Estou a deixar-me vencer pelo cansaço. Pela falta de sono. Pela falta de mim no espaço dos dias.
A vida vai acabando quando deixas de a iniciar todos os dias como se fosse o começo. Porque é. Todos os dias são o começo da tua vida. Acordas todos os dias para o começo de ti. Ou então acordas todos os dias para o final de ti. Agora escolhe.
Desculpa.
Não sou capaz de ser o sonho que dissemos que seríamos — e que fomos, felizmente fomos, durante muito tempo. Agora sou um resto do que sou. Uma ausência de mim. Uma espécie de sucedâneo do que acreditei ser.

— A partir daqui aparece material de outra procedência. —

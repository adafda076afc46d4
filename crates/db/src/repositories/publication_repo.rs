//! Repository for the `posts` table.
//!
//! Publication rows own at most one image file in the [`ImageStore`]. Every
//! write keeps this invariant: a row is never left pointing at a file that
//! does not exist.
//!
//! - create: write file, insert row; a failed insert removes the new file.
//! - update with image: write new file, update row, then remove the old file;
//!   a failed update removes the new file and leaves the old one untouched.
//! - delete: delete row, then remove its file.
//!
//! Removing a file that is no longer referenced is best-effort once the row
//! change has been committed: a failure is logged and does not fail the call.

use hive_core::error::CoreError;
use hive_core::image_store::{ImagePayload, ImageStore};
use hive_core::types::DbId;

use crate::error::{RepoError, RepoResult};
use crate::models::publication::{CreatePublication, Publication, PublicationListing};
use crate::update::{FieldSet, FieldValue, PublicationColumn};
use crate::DbPool;

const TABLE: &str = "posts";

/// Column list shared across single-table queries.
const COLUMNS: &str = "id, name, description, category, vendor_id, image_path, phone, location";

/// Publication columns plus the vendor display name, as read into
/// [`PublicationListing`]. Expects `posts p` joined with `vendedores v`.
const LISTING_COLUMNS: &str = "\
    p.id, p.name, p.description, p.category, p.vendor_id, p.image_path, \
    p.phone, p.location, v.name AS vendor_name";

/// How a listing query reaches the vendor row.
#[derive(Debug, Clone, Copy)]
pub(crate) enum VendorJoin {
    /// Keep publications whose vendor is gone (`vendor_name` is `NULL`).
    Left,
    /// Drop publications without a resolvable vendor.
    Inner,
}

/// `SELECT <listing columns> FROM posts p <join> vendedores v ...`.
/// Callers append their own `WHERE` / `ORDER BY`.
pub(crate) fn listing_select(join: VendorJoin) -> String {
    let join = match join {
        VendorJoin::Left => "LEFT JOIN",
        VendorJoin::Inner => "INNER JOIN",
    };
    format!("SELECT {LISTING_COLUMNS} FROM posts p {join} vendedores v ON p.vendor_id = v.id")
}

/// Provides CRUD operations for publications and their image files.
pub struct PublicationRepo;

impl PublicationRepo {
    /// List every publication with its vendor name, including publications
    /// whose vendor no longer exists.
    pub async fn list(pool: &DbPool) -> RepoResult<Vec<PublicationListing>> {
        let query = format!("{} ORDER BY p.id", listing_select(VendorJoin::Left));
        let rows = sqlx::query_as::<_, PublicationListing>(&query)
            .fetch_all(pool)
            .await?;
        Ok(rows)
    }

    /// Find a publication by id.
    pub async fn find_by_id(pool: &DbPool, id: DbId) -> RepoResult<Option<Publication>> {
        let query = format!("SELECT {COLUMNS} FROM {TABLE} WHERE id = ?");
        let row = sqlx::query_as::<_, Publication>(&query)
            .bind(id)
            .fetch_optional(pool)
            .await?;
        Ok(row)
    }

    /// List all publications of one vendor.
    pub async fn list_by_vendor(pool: &DbPool, vendor_id: DbId) -> RepoResult<Vec<Publication>> {
        let query = format!("SELECT {COLUMNS} FROM {TABLE} WHERE vendor_id = ? ORDER BY id");
        let rows = sqlx::query_as::<_, Publication>(&query)
            .bind(vendor_id)
            .fetch_all(pool)
            .await?;
        Ok(rows)
    }

    /// Insert a publication, storing `image` first if one is supplied.
    ///
    /// The image key is `<vendor_id>-<unixMillis>`. Returns the new id.
    pub async fn create(
        pool: &DbPool,
        images: &ImageStore,
        input: &CreatePublication,
        image: Option<&str>,
    ) -> RepoResult<DbId> {
        require_text("name", &input.name)?;
        require_text("description", &input.description)?;

        let payload = image.map(ImagePayload::parse).transpose()?;
        let image_path = match &payload {
            Some(payload) => Some(
                images
                    .save(payload, &ImageStore::image_key(input.vendor_id))
                    .await?,
            ),
            None => None,
        };

        let query = format!(
            "INSERT INTO {TABLE} \
             (name, description, category, vendor_id, image_path, phone, location) \
             VALUES (?, ?, ?, ?, ?, ?, ?)"
        );
        let inserted = sqlx::query(&query)
            .bind(&input.name)
            .bind(&input.description)
            .bind(&input.category)
            .bind(input.vendor_id)
            .bind(&image_path)
            .bind(&input.phone)
            .bind(&input.location)
            .execute(pool)
            .await;

        match inserted {
            Ok(result) => {
                let id = result.last_insert_rowid();
                tracing::info!(
                    publication_id = id,
                    vendor_id = input.vendor_id,
                    image_path = image_path.as_deref(),
                    "Publication created"
                );
                Ok(id)
            }
            Err(e) => {
                if let Some(path) = &image_path {
                    remove_unreferenced(images, path, "insert failed").await;
                }
                Err(e.into())
            }
        }
    }

    /// Delete a publication and its image file.
    ///
    /// Fails with `NotFound` if no row existed. When the row had no image,
    /// the filesystem is not touched.
    pub async fn delete(pool: &DbPool, images: &ImageStore, id: DbId) -> RepoResult<()> {
        let existing = Self::find_by_id(pool, id)
            .await?
            .ok_or_else(|| RepoError::not_found("Publication", id))?;

        let query = format!("DELETE FROM {TABLE} WHERE id = ?");
        let affected = sqlx::query(&query)
            .bind(id)
            .execute(pool)
            .await?
            .rows_affected();

        if affected == 0 {
            return Err(RepoError::not_found("Publication", id));
        }

        if let Some(path) = &existing.image_path {
            remove_unreferenced(images, path, "publication deleted").await;
        }

        tracing::info!(publication_id = id, "Publication deleted");
        Ok(())
    }

    /// Apply a partial update, optionally replacing the image.
    ///
    /// Only the columns in `fields` change (plus `image_path` when `image` is
    /// supplied). Fails with `NotFound` if no row matched; an absent row is
    /// reported before an empty `fields` or a malformed `image`.
    pub async fn update(
        pool: &DbPool,
        images: &ImageStore,
        id: DbId,
        mut fields: FieldSet<PublicationColumn>,
        image: Option<&str>,
    ) -> RepoResult<()> {
        let Some(encoded) = image else {
            if fields.is_empty() {
                Self::find_by_id(pool, id)
                    .await?
                    .ok_or_else(|| RepoError::not_found("Publication", id))?;
            }
            let affected = fields
                .build_update(TABLE, "id", id)?
                .build()
                .execute(pool)
                .await?
                .rows_affected();
            if affected == 0 {
                return Err(RepoError::not_found("Publication", id));
            }
            tracing::info!(
                publication_id = id,
                columns = ?fields.columns().collect::<Vec<_>>(),
                "Publication updated"
            );
            return Ok(());
        };

        let existing = Self::find_by_id(pool, id)
            .await?
            .ok_or_else(|| RepoError::not_found("Publication", id))?;
        let payload = ImagePayload::parse(encoded)?;

        let vendor_id = match fields.get(PublicationColumn::VendorId) {
            Some(FieldValue::Integer(vendor_id)) => *vendor_id,
            _ => existing.vendor_id,
        };

        let new_path = images
            .save(&payload, &ImageStore::image_key(vendor_id))
            .await?;

        if let Err(e) = fields.set(PublicationColumn::ImagePath, new_path.as_str()) {
            remove_unreferenced(images, &new_path, "update rejected").await;
            return Err(e.into());
        }

        let outcome = match fields.build_update(TABLE, "id", id) {
            Ok(mut query) => query
                .build()
                .execute(pool)
                .await
                .map(|r| r.rows_affected())
                .map_err(RepoError::from),
            Err(e) => Err(e.into()),
        };

        match outcome {
            Ok(affected) if affected > 0 => {
                if let Some(old_path) = existing.image_path.as_deref() {
                    if old_path != new_path {
                        remove_unreferenced(images, old_path, "image replaced").await;
                    }
                }
                tracing::info!(
                    publication_id = id,
                    image_path = %new_path,
                    columns = ?fields.columns().collect::<Vec<_>>(),
                    "Publication updated with new image"
                );
                Ok(())
            }
            Ok(_) => {
                remove_unreferenced(images, &new_path, "row vanished before update").await;
                Err(RepoError::not_found("Publication", id))
            }
            Err(e) => {
                remove_unreferenced(images, &new_path, "update failed").await;
                Err(e)
            }
        }
    }
}

fn require_text(field: &str, value: &str) -> Result<(), CoreError> {
    if value.trim().is_empty() {
        Err(CoreError::Validation(format!(
            "Publication '{field}' must not be empty"
        )))
    } else {
        Ok(())
    }
}

/// Remove an image file that no row references any more.
async fn remove_unreferenced(images: &ImageStore, path: &str, reason: &'static str) {
    if let Err(e) = images.delete(path).await {
        tracing::warn!(
            image_path = path,
            reason,
            error = %e,
            "Could not remove unreferenced image"
        );
    }
}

O sonho é escorregadio, fácil de perder. Para o segurar temos de ter mãos fortes, um coração vivo — e sobretudo uma atenção extrema ao lugar onde o guardamos.
Desculpa.
Deixei que o sonho que nos prometemos caísse. Uma vez, e outra. E outra. E com tantas quedas fomo-nos esquecendo do quão frágil ele é — do quão frágeis nós somos. Fui-me entregando ao quanto baste. Que abominação é o quanto baste, que merda é o quanto baste.
Desculpa.
Já não sei a que sabe o teu beijo. Não sei quando raios deixei de o querer inteiro, absoluto. Matamo-nos quando deixamos de nos dar vida. Amar é dar vida. Amar é sempre dar vida.
Desculpa.
Mas vou corrigir — vou corrigir-me. Já marquei a data para o final deste emprego que me afasta de ti — e mais ainda de mim. É uma decisão inconsequente, eu sei. É uma criancice, talvez: onde é que já se viu abandonar um emprego de tanto tempo sem ter sequer outra saída à vista? Mas tem de ser. Temos de ser. Estou a ver-nos desaparecer.
Desculpa.
Depois vamos ser só nós. Depois hei-de encontrar outro caminho. Outra solução. Havemos de sobreviver desde que nos tenhamos juntos para viver. Tudo em nós passou. Menos nós.
Desculpa.
E até já.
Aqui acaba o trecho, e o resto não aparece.